Western Australian schools will finally receive a long-promised IT upgrade after the state government managed to pull together new funding for the scheme, 18 months after declaring it had run out of cash.
In 2012 the WA Department of Education commenced the rollout of its standard operating environment version four to state schools, including a new, campus wide wi-fi network and the consolidation down to a single server. The project also included security, disaster recovery and BYOD device management capability upgrades.
The SOEv4 scheme was funded by the then-Labor government’s digital education revolution program.
However, by June 2014 it became apparent to the state that the one-off injection of Commonwealth money wouldn’t be enough to finish the SEOv4 upgrades to all WA schools.
Former education department boss John Leaf told parliamentarians that by the end of 2014, 454 of the state’s 770 schools would be upgraded, but after that funding would dry up and only newly established schools would be eligible for the new technology.

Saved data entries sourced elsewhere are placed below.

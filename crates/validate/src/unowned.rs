use ownership_model::compile_glob_set;
use ownership_resolver::Resolver;

use crate::error::Result;

/// Files with no resolved owner and no matching exemption glob, sorted.
pub fn unowned_files(
    resolver: &Resolver,
    candidates: &[String],
    unowned_globs: &[String],
) -> Result<Vec<String>> {
    let exemptions = compile_glob_set(unowned_globs)?;

    let mut unowned = Vec::new();
    for file in candidates {
        if exemptions.is_match(file) {
            continue;
        }
        if resolver.for_file(file)?.is_none() {
            unowned.push(file.clone());
        }
    }
    unowned.sort_unstable();
    Ok(unowned)
}

/// Render the aggregated unowned-files diagnostic.
pub(crate) fn unowned_message(paths: &[String]) -> String {
    let mut message = String::from("Some files are missing ownership:\n");
    for path in paths {
        message.push_str("\n- ");
        message.push_str(path);
    }
    message
}
use ownership_resolver::Resolver;

use crate::error::Result;

/// Static banner at the top of every generated CODEOWNERS file.
pub const CODEOWNERS_HEADER: &str = "\
# STOP! - DO NOT EDIT THIS FILE MANUALLY
# This file was automatically generated by \"ownership validate\".
#
# CODEOWNERS is used for GitHub to suggest code/file owners to various GitHub
# teams. This is useful when developers create Pull Requests since the
# code/file owner is notified. Reference GitHub docs for more details:
# https://help.github.com/en/articles/about-code-owners";

/// Render the canonical CODEOWNERS content for the full tracked tree.
///
/// Pure function of (tree, registry): two runs over an unchanged tree are
/// byte-identical, which is what makes exact-match drift detection sound.
/// Teams that opt out of CODEOWNERS or have no GitHub slug are silently
/// dropped.
pub fn generate_codeowners(resolver: &Resolver, files: &[String]) -> Result<String> {
    let mut lines: Vec<String> = CODEOWNERS_HEADER.lines().map(str::to_string).collect();
    lines.push(String::new());

    for (label, globs) in resolver.glob_maps(files)? {
        let mut entries: Vec<(&String, &str)> = globs
            .iter()
            .filter(|(_, team)| !team.opts_out_of_codeowners())
            .filter_map(|(glob, team)| team.github_team().map(|slug| (glob, slug)))
            .collect();
        if entries.is_empty() {
            continue;
        }
        entries.sort_unstable_by(|a, b| a.0.cmp(b.0));

        lines.push(String::new());
        lines.push(format!("# {label}"));
        lines.extend(entries.into_iter().map(|(glob, slug)| format!("/{glob} {slug}")));
    }

    Ok(lines.join("\n") + "\n")
}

But Education Minister Peter Collier announced yesterday that his government had found $15.6 million to finish the rollout to the 218 schools still awaiting the 2012 upgrade suite.
He said 572 schools were currently using SOEv4.
“This multimillion dollar investment in technology is vital for life today, and will become even more essential for students into the future," Collier said.
"With schools turning to online content, there is increasing demand for and dependency on high-quality, high speed internet connections."
He also pledged $10.4 million to fit schools with bandwidth optimisation technology and $6.7 million to install new wireless access points on campuses.
The minister vowed to match schools’ own investments into new devices and other digital tools dollar-for-dollar up to $20 million, as the state prepares for national NAPLAN tests to go online by 2019.